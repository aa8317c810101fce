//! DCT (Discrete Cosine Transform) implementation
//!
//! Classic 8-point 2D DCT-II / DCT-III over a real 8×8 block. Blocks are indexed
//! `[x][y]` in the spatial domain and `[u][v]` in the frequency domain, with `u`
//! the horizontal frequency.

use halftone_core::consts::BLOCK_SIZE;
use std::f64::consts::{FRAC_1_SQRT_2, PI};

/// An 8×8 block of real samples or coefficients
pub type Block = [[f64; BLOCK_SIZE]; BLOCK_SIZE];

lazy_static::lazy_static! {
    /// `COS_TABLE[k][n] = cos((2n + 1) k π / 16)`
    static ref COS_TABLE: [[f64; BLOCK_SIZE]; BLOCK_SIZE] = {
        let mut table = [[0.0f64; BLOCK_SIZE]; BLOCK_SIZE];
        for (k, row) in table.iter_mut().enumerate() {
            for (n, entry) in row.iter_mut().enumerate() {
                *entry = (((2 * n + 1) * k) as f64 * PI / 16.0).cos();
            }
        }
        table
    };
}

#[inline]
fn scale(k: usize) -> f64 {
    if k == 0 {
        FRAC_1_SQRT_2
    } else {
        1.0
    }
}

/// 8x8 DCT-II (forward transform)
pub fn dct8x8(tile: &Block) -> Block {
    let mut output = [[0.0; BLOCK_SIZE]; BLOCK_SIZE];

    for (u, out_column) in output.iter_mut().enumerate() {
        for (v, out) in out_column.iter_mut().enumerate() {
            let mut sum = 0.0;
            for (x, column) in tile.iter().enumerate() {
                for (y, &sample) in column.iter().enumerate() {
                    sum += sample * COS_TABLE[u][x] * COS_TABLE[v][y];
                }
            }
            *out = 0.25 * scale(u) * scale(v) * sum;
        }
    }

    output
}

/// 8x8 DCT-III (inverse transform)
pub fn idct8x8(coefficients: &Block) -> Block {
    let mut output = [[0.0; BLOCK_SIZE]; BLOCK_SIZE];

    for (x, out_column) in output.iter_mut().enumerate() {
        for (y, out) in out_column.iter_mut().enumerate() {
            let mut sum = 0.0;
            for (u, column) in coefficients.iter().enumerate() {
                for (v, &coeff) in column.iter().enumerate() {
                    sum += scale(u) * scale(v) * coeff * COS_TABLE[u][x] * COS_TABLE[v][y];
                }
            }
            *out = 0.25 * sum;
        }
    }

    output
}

----------

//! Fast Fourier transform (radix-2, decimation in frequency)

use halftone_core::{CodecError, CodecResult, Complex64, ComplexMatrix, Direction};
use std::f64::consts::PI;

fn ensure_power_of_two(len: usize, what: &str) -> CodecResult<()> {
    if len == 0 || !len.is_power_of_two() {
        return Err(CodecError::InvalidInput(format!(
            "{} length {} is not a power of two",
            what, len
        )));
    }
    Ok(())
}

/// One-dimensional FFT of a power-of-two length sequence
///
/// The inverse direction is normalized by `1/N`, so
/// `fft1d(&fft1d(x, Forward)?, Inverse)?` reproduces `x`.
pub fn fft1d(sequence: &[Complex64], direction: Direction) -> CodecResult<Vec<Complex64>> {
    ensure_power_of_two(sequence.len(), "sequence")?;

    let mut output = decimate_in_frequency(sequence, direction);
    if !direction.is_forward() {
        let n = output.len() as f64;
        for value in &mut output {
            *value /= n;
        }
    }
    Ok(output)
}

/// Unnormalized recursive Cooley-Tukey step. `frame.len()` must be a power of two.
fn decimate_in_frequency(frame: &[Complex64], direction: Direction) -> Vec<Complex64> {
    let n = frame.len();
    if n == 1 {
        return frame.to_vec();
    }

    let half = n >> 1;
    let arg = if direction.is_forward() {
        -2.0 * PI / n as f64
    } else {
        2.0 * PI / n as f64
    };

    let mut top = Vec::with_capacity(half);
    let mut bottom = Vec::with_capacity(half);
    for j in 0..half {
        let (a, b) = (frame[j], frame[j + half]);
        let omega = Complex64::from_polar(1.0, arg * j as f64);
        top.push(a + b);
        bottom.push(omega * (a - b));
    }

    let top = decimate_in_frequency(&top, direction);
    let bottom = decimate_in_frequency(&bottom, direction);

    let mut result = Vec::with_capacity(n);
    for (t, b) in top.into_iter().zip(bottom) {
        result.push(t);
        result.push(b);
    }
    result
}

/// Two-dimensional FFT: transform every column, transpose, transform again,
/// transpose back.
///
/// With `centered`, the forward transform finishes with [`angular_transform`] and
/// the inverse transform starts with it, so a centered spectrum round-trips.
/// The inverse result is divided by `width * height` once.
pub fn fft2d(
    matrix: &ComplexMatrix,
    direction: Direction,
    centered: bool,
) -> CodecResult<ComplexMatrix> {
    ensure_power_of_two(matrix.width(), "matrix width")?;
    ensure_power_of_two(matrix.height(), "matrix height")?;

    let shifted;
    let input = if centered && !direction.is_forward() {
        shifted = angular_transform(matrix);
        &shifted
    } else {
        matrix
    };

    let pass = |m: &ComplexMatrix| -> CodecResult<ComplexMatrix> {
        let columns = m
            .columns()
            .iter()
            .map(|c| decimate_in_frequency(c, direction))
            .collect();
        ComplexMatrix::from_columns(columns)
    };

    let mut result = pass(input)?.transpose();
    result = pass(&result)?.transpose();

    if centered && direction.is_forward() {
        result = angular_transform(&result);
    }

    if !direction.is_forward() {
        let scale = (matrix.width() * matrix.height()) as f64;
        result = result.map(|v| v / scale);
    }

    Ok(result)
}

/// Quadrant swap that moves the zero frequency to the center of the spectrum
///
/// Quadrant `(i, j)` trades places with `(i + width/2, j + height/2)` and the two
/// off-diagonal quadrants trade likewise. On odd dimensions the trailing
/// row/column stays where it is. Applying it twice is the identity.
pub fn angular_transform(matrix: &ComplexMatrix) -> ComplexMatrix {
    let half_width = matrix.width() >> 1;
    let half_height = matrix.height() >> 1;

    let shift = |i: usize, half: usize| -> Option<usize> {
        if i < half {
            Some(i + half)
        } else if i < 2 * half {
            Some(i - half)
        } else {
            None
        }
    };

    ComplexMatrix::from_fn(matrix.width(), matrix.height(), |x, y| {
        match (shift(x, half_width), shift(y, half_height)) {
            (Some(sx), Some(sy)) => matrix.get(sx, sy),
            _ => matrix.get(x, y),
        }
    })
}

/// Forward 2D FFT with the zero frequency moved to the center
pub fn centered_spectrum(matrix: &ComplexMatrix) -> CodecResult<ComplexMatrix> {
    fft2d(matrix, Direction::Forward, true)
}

----------

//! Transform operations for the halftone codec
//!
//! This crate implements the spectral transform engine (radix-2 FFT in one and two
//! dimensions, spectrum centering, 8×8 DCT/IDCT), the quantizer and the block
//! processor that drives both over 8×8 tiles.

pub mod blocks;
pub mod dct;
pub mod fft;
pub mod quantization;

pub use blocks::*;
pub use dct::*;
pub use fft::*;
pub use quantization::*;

----------

Your assignment: Where a line of the listing contains "consts", count it; your answer must be only the resulting number.

Answer to this exercise: 3